Reproduce, from the lines below, exactly the stretch that begins at the line containing "schemars::schema_for!(Options)" and ends at the line containing "pub fn from_toml_str(content: &str)", both included.

####

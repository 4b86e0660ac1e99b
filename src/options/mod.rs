//! Viewer options with TOML preset support.
//!
//! Camera controls, focus framing/timing and keybindings are consolidated
//! here. Options serialize to/from TOML so a deployment can ship presets
//! next to the model instead of recompiling.

mod camera;
mod focus;
mod keybindings;

use std::path::Path;

pub use camera::CameraOptions;
pub use focus::{FocusOptions, RepickPolicy};
pub use keybindings::KeybindingOptions;
use schemars::JsonSchema;
use serde::{Deserialize, Serialize};

use crate::error::VantageError;

/// Top-level options container. All sub-structs use `#[serde(default)]` so
/// partial TOML files (e.g. only overriding `[focus]`) work correctly.
#[derive(
    Debug, Clone, Serialize, Deserialize, PartialEq, Default, JsonSchema,
)]
#[serde(default)]
pub struct Options {
    /// Camera projection and orbit-control parameters.
    pub camera: CameraOptions,
    /// Focus framing and transition timing.
    pub focus: FocusOptions,
    /// Keyboard binding options.
    #[schemars(skip)]
    pub keybindings: KeybindingOptions,
}

impl Options {
    /// Generate JSON Schema describing the UI-exposed options.
    #[must_use]
    pub fn json_schema() -> schemars::Schema {
        schemars::schema_for!(Options)
    }

    /// Parse options from a TOML string. Missing fields use defaults.
    ///
    /// Non-finite numbers (TOML accepts `nan` and `inf`) are rejected, see
    /// [`validate`](Self::validate).
    pub fn from_toml_str(content: &str) -> Result<Self, VantageError> {
        let options: Self = toml::from_str(content)
            .map_err(|e| VantageError::OptionsParse(e.to_string()))?;
        options.validate()?;
        Ok(options)
    }

    /// Check that every numeric option is finite and that sizes and
    /// durations are not negative.
    pub fn validate(&self) -> Result<(), VantageError> {
        let invalid =
            |field: &str| Err(VantageError::OptionsParse(format!("invalid {field}")));

        let camera = &self.camera;
        let camera_values = [
            ("camera.fovy", camera.fovy),
            ("camera.znear", camera.znear),
            ("camera.zfar", camera.zfar),
            ("camera.rotate_speed", camera.rotate_speed),
            ("camera.zoom_speed", camera.zoom_speed),
            ("camera.min_distance", camera.min_distance),
            ("camera.max_distance", camera.max_distance),
            ("camera.auto_rotate_speed", camera.auto_rotate_speed),
            ("camera.initial_distance_factor", camera.initial_distance_factor),
        ];
        for (field, value) in camera_values {
            if !value.is_finite() {
                return invalid(field);
            }
        }

        let focus = &self.focus;
        if !focus.framing_offset.iter().all(|v| v.is_finite()) {
            return invalid("focus.framing_offset");
        }
        let focus_values = [
            ("focus.min_focus_size", focus.min_focus_size),
            ("focus.focus_duration_secs", focus.focus_duration_secs),
            ("focus.reset_duration_secs", focus.reset_duration_secs),
        ];
        for (field, value) in focus_values {
            if !value.is_finite() || value < 0.0 {
                return invalid(field);
            }
        }
        if !focus.focus_easing.is_finite() {
            return invalid("focus.focus_easing");
        }
        if !focus.reset_easing.is_finite() {
            return invalid("focus.reset_easing");
        }
        Ok(())
    }

    /// Load options from a TOML file. Missing fields use defaults.
    pub fn load(path: &Path) -> Result<Self, VantageError> {
        let content =
            std::fs::read_to_string(path).map_err(VantageError::Io)?;
        Self::from_toml_str(&content)
    }

    /// Save options to a TOML file (pretty-printed).
    pub fn save(&self, path: &Path) -> Result<(), VantageError> {
        let content = toml::to_string_pretty(self)
            .map_err(|e| VantageError::OptionsParse(e.to_string()))?;
        if let Some(parent) = path.parent() {
            std::fs::create_dir_all(parent).map_err(VantageError::Io)?;
        }
        std::fs::write(path, content).map_err(VantageError::Io)
    }

    /// List available preset names (TOML file stems) in a directory.
    #[must_use]
    pub fn list_presets(dir: &Path) -> Vec<String> {
        let mut names = Vec::new();
        if let Ok(entries) = std::fs::read_dir(dir) {
            for entry in entries.flatten() {
                let path = entry.path();
                if path.extension().is_some_and(|ext| ext == "toml") {
                    if let Some(stem) =
                        path.file_stem().and_then(|s| s.to_str())
                    {
                        names.push(stem.to_owned());
                    }
                }
            }
        }
        names.sort();
        names
    }
}

#[cfg(test)]
mod tests {
    use super::*;
    use crate::util::easing::EasingFunction;

    #[test]
    fn default_round_trips_through_toml() {
        let opts = Options::default();
        let toml_str = toml::to_string_pretty(&opts).unwrap();
        let parsed: Options = toml::from_str(&toml_str).unwrap();
        assert_eq!(opts, parsed);
    }

    #[test]
    fn partial_toml_fills_defaults() {
        let toml_str = r#"
[focus]
repick = "retarget"
focus_duration_secs = 0.5
focus_easing = "linear"
"#;
        let opts = Options::from_toml_str(toml_str).unwrap();
        assert_eq!(opts.focus.repick, RepickPolicy::Retarget);
        assert_eq!(opts.focus.focus_duration_secs, 0.5);
        assert_eq!(opts.focus.focus_easing, EasingFunction::Linear);
        // Everything else should be default
        assert_eq!(opts.focus.reset_duration_secs, 1.0);
        assert_eq!(opts.focus.material_separator, "_Material");
        assert_eq!(opts.camera, CameraOptions::default());
    }

    #[test]
    fn malformed_toml_is_an_options_error() {
        let err = Options::from_toml_str("[camera]\nfovy = \"wide\"")
            .unwrap_err();
        assert!(matches!(err, VantageError::OptionsParse(_)));
    }

    #[test]
    fn non_finite_values_are_rejected() {
        for toml_str in [
            "[focus]\nfocus_easing = { cubic_hermite = { c1 = nan, c2 = 1.0 } }",
            "[focus]\nreset_easing = { cubic_hermite = { c1 = 0.3, c2 = inf } }",
            "[focus]\nframing_offset = [-0.6, nan, 1.0]",
            "[focus]\nmin_focus_size = inf",
            "[focus]\nmin_focus_size = -1.0",
            "[focus]\nfocus_duration_secs = nan",
            "[camera]\nrotate_speed = nan",
        ] {
            let err = Options::from_toml_str(toml_str).unwrap_err();
            assert!(
                matches!(err, VantageError::OptionsParse(_)),
                "{toml_str} gave {err}"
            );
        }
    }

    #[test]
    fn overshooting_easing_is_accepted() {
        let opts = Options::from_toml_str(
            "[focus]\nfocus_easing = { cubic_hermite = { c1 = 2.0, c2 = 1.0 } }",
        )
        .unwrap();
        assert_eq!(
            opts.focus.focus_easing,
            EasingFunction::CubicHermite { c1: 2.0, c2: 1.0 }
        );
    }

    #[test]
    fn keybinding_lookup() {
        use crate::input::KeyAction;
        let opts = Options::default();
        assert_eq!(
            opts.keybindings.lookup("KeyQ"),
            Some(KeyAction::RecenterCamera)
        );
        assert_eq!(
            opts.keybindings.lookup("Escape"),
            Some(KeyAction::ResetView)
        );
        assert_eq!(opts.keybindings.lookup("KeyZ"), None);
    }

    #[test]
    fn keybindings_override_from_toml() {
        use crate::input::KeyAction;
        let opts = Options::from_toml_str(
            "[keybindings]\nreset_view = \"Backspace\"\n",
        )
        .unwrap();
        assert_eq!(
            opts.keybindings.lookup("Backspace"),
            Some(KeyAction::ResetView)
        );
        assert_eq!(opts.keybindings.lookup("Escape"), None);
    }

    #[test]
    fn save_then_load_and_list_presets() {
        let dir = std::env::temp_dir()
            .join(format!("vantage-presets-{}", std::process::id()));
        let mut opts = Options::default();
        opts.camera.auto_rotate = false;
        opts.save(&dir.join("still.toml")).unwrap();

        let loaded = Options::load(&dir.join("still.toml")).unwrap();
        assert_eq!(loaded, opts);
        assert_eq!(Options::list_presets(&dir), vec!["still".to_owned()]);
        let _ = std::fs::remove_dir_all(&dir);
    }

    #[test]
    fn schema_has_expected_properties() {
        let schema_value =
            serde_json::to_value(Options::json_schema()).unwrap();
        let props = schema_value["properties"].as_object().unwrap();

        assert!(props.contains_key("camera"));
        assert!(props.contains_key("focus"));
        assert!(!props.contains_key("keybindings"));

        let camera = &props["camera"]["properties"];
        assert!(camera.get("fovy").is_some());
        assert!(camera.get("auto_rotate").is_some());
        assert!(camera.get("znear").is_none());

        let focus = &props["focus"]["properties"];
        assert!(focus.get("focus_duration_secs").is_some());
        assert!(focus.get("material_separator").is_none());
    }
}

####

◆ Result:
        schemars::schema_for!(Options)
    }

    /// Parse options from a TOML string. Missing fields use defaults.
    ///
    /// Non-finite numbers (TOML accepts `nan` and `inf`) are rejected, see
    /// [`validate`](Self::validate).
    pub fn from_toml_str(content: &str) -> Result<Self, VantageError> {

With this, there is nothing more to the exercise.